━━━ Records for the exercise
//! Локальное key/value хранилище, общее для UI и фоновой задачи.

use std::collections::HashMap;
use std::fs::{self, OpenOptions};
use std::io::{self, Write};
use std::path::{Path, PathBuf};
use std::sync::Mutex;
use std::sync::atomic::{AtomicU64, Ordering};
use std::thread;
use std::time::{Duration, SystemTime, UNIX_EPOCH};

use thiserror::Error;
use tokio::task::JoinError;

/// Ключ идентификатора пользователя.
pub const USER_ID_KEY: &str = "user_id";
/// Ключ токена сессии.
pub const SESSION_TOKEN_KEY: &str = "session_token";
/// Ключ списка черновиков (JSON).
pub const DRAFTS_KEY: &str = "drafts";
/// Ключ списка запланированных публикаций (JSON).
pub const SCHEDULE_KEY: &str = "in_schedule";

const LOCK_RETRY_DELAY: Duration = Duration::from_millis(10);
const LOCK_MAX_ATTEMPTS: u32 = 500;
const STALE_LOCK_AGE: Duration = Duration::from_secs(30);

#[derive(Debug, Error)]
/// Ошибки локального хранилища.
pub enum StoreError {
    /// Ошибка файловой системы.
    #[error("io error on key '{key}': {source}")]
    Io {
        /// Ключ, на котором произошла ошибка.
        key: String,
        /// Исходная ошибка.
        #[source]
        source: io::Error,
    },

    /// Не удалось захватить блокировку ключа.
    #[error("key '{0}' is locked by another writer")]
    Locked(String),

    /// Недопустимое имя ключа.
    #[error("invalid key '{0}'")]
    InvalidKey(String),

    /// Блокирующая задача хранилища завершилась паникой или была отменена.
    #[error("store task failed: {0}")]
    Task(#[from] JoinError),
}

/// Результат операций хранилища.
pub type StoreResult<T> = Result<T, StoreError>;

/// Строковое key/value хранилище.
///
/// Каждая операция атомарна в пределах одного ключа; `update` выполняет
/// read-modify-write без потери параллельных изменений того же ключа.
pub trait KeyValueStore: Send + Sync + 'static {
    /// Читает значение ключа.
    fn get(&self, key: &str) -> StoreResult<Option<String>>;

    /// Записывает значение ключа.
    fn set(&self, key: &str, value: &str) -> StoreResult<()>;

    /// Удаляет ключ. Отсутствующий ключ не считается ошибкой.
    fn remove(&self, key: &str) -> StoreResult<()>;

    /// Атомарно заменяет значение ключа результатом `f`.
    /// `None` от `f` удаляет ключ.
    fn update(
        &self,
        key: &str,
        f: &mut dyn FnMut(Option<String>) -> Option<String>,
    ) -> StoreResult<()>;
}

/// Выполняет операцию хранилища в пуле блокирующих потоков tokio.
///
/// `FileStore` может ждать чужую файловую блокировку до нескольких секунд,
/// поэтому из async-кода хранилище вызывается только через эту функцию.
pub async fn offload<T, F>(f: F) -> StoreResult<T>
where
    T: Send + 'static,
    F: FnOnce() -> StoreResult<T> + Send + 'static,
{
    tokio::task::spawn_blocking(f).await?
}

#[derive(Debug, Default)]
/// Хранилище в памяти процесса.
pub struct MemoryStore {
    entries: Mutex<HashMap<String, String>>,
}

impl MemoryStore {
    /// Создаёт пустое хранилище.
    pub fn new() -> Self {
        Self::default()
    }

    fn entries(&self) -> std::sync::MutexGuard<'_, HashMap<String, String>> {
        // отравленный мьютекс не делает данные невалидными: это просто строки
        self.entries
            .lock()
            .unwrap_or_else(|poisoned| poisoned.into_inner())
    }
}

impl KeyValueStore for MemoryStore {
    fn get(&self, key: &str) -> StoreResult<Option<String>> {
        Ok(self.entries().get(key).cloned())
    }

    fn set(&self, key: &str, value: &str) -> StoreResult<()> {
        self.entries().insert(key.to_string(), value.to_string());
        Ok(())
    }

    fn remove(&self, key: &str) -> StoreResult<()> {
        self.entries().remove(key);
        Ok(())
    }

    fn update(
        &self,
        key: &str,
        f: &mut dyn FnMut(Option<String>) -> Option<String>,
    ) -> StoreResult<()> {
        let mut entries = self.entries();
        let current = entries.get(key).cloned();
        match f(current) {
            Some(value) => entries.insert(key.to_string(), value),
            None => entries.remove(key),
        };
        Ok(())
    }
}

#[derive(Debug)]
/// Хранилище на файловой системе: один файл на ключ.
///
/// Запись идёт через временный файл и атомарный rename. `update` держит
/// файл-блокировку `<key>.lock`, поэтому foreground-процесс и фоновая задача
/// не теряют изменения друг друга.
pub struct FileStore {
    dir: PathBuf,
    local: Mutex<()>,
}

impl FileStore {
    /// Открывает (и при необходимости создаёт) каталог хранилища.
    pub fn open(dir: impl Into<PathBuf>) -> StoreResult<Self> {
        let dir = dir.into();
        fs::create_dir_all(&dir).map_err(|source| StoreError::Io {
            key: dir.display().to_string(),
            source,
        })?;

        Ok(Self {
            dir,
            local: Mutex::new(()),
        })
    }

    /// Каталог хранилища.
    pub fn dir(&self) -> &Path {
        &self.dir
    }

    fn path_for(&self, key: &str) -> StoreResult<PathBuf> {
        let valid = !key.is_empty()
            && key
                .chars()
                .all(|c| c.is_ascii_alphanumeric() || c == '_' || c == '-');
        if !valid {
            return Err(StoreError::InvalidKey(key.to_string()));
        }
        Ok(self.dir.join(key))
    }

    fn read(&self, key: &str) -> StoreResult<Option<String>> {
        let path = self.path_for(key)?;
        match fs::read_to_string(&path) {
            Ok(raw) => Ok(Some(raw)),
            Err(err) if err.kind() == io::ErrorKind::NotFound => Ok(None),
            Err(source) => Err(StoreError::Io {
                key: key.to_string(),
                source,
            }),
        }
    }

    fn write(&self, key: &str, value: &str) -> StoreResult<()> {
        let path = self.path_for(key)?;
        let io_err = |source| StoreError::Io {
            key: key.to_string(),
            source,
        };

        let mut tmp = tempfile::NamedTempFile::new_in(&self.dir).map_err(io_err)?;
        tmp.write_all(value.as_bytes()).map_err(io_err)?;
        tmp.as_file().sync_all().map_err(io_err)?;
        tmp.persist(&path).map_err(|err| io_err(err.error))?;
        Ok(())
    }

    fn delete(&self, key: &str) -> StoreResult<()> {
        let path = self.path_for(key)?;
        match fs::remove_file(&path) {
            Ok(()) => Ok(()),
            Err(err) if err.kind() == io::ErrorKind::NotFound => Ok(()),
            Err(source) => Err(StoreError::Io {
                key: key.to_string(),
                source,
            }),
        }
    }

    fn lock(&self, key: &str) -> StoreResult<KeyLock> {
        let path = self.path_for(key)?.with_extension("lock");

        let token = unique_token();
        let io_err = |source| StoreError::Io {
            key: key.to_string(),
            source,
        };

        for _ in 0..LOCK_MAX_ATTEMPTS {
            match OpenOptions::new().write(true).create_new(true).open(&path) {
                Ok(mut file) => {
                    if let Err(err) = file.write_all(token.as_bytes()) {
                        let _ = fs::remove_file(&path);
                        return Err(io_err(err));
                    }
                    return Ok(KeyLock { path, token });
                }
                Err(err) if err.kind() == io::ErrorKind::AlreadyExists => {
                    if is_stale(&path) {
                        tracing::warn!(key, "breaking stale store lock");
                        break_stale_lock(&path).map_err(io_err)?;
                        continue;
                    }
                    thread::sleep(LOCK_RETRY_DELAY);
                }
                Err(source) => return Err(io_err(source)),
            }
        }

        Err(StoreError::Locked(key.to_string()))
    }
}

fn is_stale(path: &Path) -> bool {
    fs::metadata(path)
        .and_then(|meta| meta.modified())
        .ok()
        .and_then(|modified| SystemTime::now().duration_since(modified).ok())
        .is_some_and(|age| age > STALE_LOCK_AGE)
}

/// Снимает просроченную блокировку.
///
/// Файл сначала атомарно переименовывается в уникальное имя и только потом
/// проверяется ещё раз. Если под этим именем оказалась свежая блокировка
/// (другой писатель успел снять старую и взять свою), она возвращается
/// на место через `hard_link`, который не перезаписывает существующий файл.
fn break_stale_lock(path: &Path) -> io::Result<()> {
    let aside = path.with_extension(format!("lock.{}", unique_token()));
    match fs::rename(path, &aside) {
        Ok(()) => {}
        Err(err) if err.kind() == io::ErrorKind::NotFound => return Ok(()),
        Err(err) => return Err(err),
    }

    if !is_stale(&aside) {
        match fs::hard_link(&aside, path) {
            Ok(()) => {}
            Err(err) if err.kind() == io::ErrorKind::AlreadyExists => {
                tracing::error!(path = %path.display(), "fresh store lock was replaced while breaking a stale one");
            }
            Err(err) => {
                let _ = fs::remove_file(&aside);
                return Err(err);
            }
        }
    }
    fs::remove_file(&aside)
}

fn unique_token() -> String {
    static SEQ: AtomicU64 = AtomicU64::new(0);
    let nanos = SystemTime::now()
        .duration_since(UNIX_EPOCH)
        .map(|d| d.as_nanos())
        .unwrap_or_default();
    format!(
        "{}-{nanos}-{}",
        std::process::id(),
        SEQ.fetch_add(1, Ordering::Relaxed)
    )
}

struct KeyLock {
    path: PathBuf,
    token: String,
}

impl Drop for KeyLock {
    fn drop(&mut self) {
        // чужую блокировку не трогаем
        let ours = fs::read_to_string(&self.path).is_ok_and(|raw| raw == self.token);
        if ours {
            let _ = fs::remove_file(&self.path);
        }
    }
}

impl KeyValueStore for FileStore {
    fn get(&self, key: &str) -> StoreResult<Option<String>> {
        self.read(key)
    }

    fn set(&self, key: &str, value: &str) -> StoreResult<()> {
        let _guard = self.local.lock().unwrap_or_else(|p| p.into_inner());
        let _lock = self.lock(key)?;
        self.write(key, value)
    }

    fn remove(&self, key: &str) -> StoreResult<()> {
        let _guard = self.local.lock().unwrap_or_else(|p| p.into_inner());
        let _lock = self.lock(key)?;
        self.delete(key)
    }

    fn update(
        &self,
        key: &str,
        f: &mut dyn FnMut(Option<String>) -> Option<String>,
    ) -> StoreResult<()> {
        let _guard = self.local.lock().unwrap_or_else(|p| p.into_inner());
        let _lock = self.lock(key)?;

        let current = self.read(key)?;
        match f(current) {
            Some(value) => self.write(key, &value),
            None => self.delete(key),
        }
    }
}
━━━━━━
- _Goal of the exercise_
What are the lines above, starting at the one with "fn break_stale_lock(path: &Path)" and ending at the one with "Err(err) if err.kind() == io::ErrorKind::NotFound => return"? Give them again exactly, and only them.

- _Solution for this exercise_
fn break_stale_lock(path: &Path) -> io::Result<()> {
    let aside = path.with_extension(format!("lock.{}", unique_token()));
    match fs::rename(path, &aside) {
        Ok(()) => {}
        Err(err) if err.kind() == io::ErrorKind::NotFound => return Ok(()),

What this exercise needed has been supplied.